Background Essay: Ned Cobb: Fighting for the Farmer
Ned Cobb was a tenant farmer living in Tallapoosa County, Alabama, who joined the Sharecroppers Union in 1931 to fight for justice for black people and against exploitation by white landowners. He had been fairly successful as a farmer, an extraordinary achievement for a black man in rural Alabama.
His father had been a slave and had been emotionally crippled by it. He took out his frustration on his family, often beating his wife and children. When he was old enough, Cobb started to farm on his own. He worked as a sharecropper and eventually became a tenant farmer. A hard worker with a deep knowledge of crops and animals, Cobb managed to escape the financial traps set for him by local whites. They extended credit to him, hoping he would fail so they could then claim all his possessions and force him to work for them. Cobb stayed out of debt, just as he managed to avoid being destroyed by natural disasters such as the boll weevil epidemic and the collapse of cotton prices. "All God's dangers," he said, "ain't white men."

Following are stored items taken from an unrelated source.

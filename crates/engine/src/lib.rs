//! Flash-loan arbitrage engine.
//!
//! This crate contains the orchestration layer:
//!
//! - `engine` - the execution engine and its loan callback
//! - `session` - single-flight loan session tracking
//! - `authority` - caller authorization
//! - `math` - repayment and profit arithmetic
//! - `audit` - execution journal
//! - `config` - TOML/env configuration
//!
//! Venue semantics (ledger, adapters, plan codec, lending) live in
//! `flashbot-venues`.

pub mod audit;
pub mod authority;
pub mod config;
pub mod engine;
pub mod math;
pub mod session;

pub use audit::{AuditRecord, Journal};
pub use authority::AuthorityGate;
pub use config::{AssetConfig, EngineConfig, VenueEntry, CONFIG_ENV};
pub use engine::{ExecutionEngine, World};
pub use session::{LoanSession, SessionSlot, SessionStatus};

pub use flashbot_venues::ExecutionError;
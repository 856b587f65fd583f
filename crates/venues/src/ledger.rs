//! Transactional host-state ledger.
//!
//! All mutable chain-shaped state lives here: per-holder asset balances,
//! spend allowances, pool reserves, and per-asset transfer semantics. The
//! engine never mutates live state directly during an execution: it forks
//! the ledger, runs the whole borrow/swap/repay sequence against the scratch
//! copy, and commits the scratch only when every invariant holds. Dropping
//! the scratch is the rollback.

use std::collections::HashMap;

use alloy::primitives::{Address, U256};

use crate::errors::ExecutionError;

/// How an asset's transfer primitive reports its result.
///
/// Not every token follows the conventional bool-returning interface; the
/// two deviant styles here are the ones the engine must tolerate.
#[derive(Debug, Clone, Copy, PartialEq, Eq, Default)]
pub enum TransferStyle {
    /// Returns `true` on success, reverts on failure.
    #[default]
    Standard,
    /// Returns no value at all; absence of a revert means success.
    NoReturn,
    /// Returns `false` on failure instead of reverting.
    ReturnsFalse,
}

impl TransferStyle {
    /// Parse from a config string.
    pub fn from_str(s: &str) -> Self {
        match s.to_lowercase().as_str() {
            "no-return" | "no_return" | "noreturn" => Self::NoReturn,
            "returns-false" | "returns_false" | "returnsfalse" => Self::ReturnsFalse,
            _ => Self::Standard,
        }
    }
}

/// Observable result of a transfer call.
#[derive(Debug, Clone, Copy, PartialEq, Eq)]
pub enum TransferOutcome {
    /// Explicit success return.
    Succeeded,
    /// No return value; callers must treat this as success.
    NoReturnValue,
    /// Explicit `false`; callers must treat this as failure.
    ReturnedFalse,
}

impl TransferOutcome {
    /// Whether the outcome is to be taken as success.
    pub fn is_success(self) -> bool {
        !matches!(self, Self::ReturnedFalse)
    }
}

/// Reserve pair of a pool, in the pool's canonical token order.
#[derive(Debug, Clone, Copy, Default)]
pub struct PoolReserves {
    pub reserve0: U256,
    pub reserve1: U256,
}

/// Host balance/allowance/reserve state.
///
/// `fork()` yields an independent scratch copy; committing is a plain
/// assignment over the live ledger.
#[derive(Debug, Clone, Default)]
pub struct Ledger {
    /// (asset, holder) -> balance
    balances: HashMap<(Address, Address), U256>,
    /// (asset, owner, spender) -> remaining allowance
    allowances: HashMap<(Address, Address, Address), U256>,
    /// pool -> reserves
    reserves: HashMap<Address, PoolReserves>,
    /// asset -> transfer reporting style
    transfer_styles: HashMap<Address, TransferStyle>,
}

impl Ledger {
    pub fn new() -> Self {
        Self::default()
    }

    /// Fork an independent scratch copy of the full state.
    pub fn fork(&self) -> Self {
        self.clone()
    }

    /// Declare an asset's transfer reporting style. Unregistered assets
    /// behave as [`TransferStyle::Standard`].
    pub fn register_asset(&mut self, asset: Address, style: TransferStyle) {
        self.transfer_styles.insert(asset, style);
    }

    /// Current balance of `holder` in `asset` (zero if never credited).
    pub fn balance_of(&self, asset: Address, holder: Address) -> U256 {
        self.balances
            .get(&(asset, holder))
            .copied()
            .unwrap_or(U256::ZERO)
    }

    /// Credit `holder` with `amount` of `asset` (host-level seeding).
    pub fn mint(&mut self, asset: Address, holder: Address, amount: U256) {
        let entry = self.balances.entry((asset, holder)).or_insert(U256::ZERO);
        *entry = entry.saturating_add(amount);
    }

    /// Seed a pool's reserves and matching balances in one step.
    pub fn seed_pool(
        &mut self,
        pool: Address,
        token0: Address,
        reserve0: U256,
        token1: Address,
        reserve1: U256,
    ) {
        self.mint(token0, pool, reserve0);
        self.mint(token1, pool, reserve1);
        self.reserves.insert(pool, PoolReserves { reserve0, reserve1 });
    }

    /// Reserves of `pool`, or an unknown-venue failure if never seeded.
    pub fn reserves(&self, pool: Address) -> Result<PoolReserves, ExecutionError> {
        self.reserves
            .get(&pool)
            .copied()
            .ok_or(ExecutionError::UnknownVenue(pool))
    }

    /// Overwrite `pool`'s reserves after a swap or flash settlement.
    pub fn set_reserves(&mut self, pool: Address, reserves: PoolReserves) {
        self.reserves.insert(pool, reserves);
    }

    /// Grant `spender` an allowance over `owner`'s `asset`.
    pub fn approve(&mut self, asset: Address, owner: Address, spender: Address, amount: U256) {
        self.allowances.insert((asset, owner, spender), amount);
    }

    /// Remaining allowance for (`asset`, `owner`, `spender`).
    pub fn allowance(&self, asset: Address, owner: Address, spender: Address) -> U256 {
        self.allowances
            .get(&(asset, owner, spender))
            .copied()
            .unwrap_or(U256::ZERO)
    }

    /// Move `amount` of `asset` from `from` to `to`, honoring the asset's
    /// declared transfer style.
    ///
    /// A `ReturnsFalse` asset reports shortfalls as
    /// [`TransferOutcome::ReturnedFalse`] instead of failing the call; the
    /// other styles revert with `InsufficientBalance`.
    pub fn transfer(
        &mut self,
        asset: Address,
        from: Address,
        to: Address,
        amount: U256,
    ) -> Result<TransferOutcome, ExecutionError> {
        let style = self
            .transfer_styles
            .get(&asset)
            .copied()
            .unwrap_or_default();
        let from_balance = self.balance_of(asset, from);
        if from_balance < amount {
            return match style {
                TransferStyle::ReturnsFalse => Ok(TransferOutcome::ReturnedFalse),
                _ => Err(ExecutionError::InsufficientBalance {
                    asset,
                    holder: from,
                }),
            };
        }
        self.balances.insert((asset, from), from_balance - amount);
        let to_balance = self.balance_of(asset, to);
        self.balances
            .insert((asset, to), to_balance.saturating_add(amount));
        Ok(match style {
            TransferStyle::Standard | TransferStyle::ReturnsFalse => TransferOutcome::Succeeded,
            TransferStyle::NoReturn => TransferOutcome::NoReturnValue,
        })
    }

    /// Spend `owner`'s `asset` through an allowance held by `spender`.
    ///
    /// Decrements the allowance unless it is `U256::MAX` (the customary
    /// unlimited approval).
    pub fn transfer_from(
        &mut self,
        asset: Address,
        owner: Address,
        spender: Address,
        to: Address,
        amount: U256,
    ) -> Result<TransferOutcome, ExecutionError> {
        let allowed = self.allowance(asset, owner, spender);
        if allowed < amount {
            return Err(ExecutionError::InsufficientBalance {
                asset,
                holder: owner,
            });
        }
        if allowed != U256::MAX {
            self.allowances
                .insert((asset, owner, spender), allowed - amount);
        }
        self.transfer(asset, owner, to, amount)
    }
}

In 1931, Cobb was profoundly impressed by the arrival of the American Communist Party in the cotton fields of Alabama. He was aware that the party was defending the Scottsboro Boys, nine black youths who had been falsely charged with raping two white women. Cobb saw the Communists as the heirs to the abolitionists who came South during the Civil War and Reconstruction to finish the job their predecessors had started. He joined the party's union, the Sharecroppers Union, and distributed leaflets and literature and recruited new members.
In 1952, when a sheriff tried to foreclose on a friend's home and livestock, Cobb defended his friend and became involved in a shootout. Wounded, Cobb was arrested. Offered the opportunity of a lighter sentence if he cooperated with the court and named fellow union members, Cobb refused and was sent to jail for 13 years. He lived long enough to see the triumph of the civil rights movement.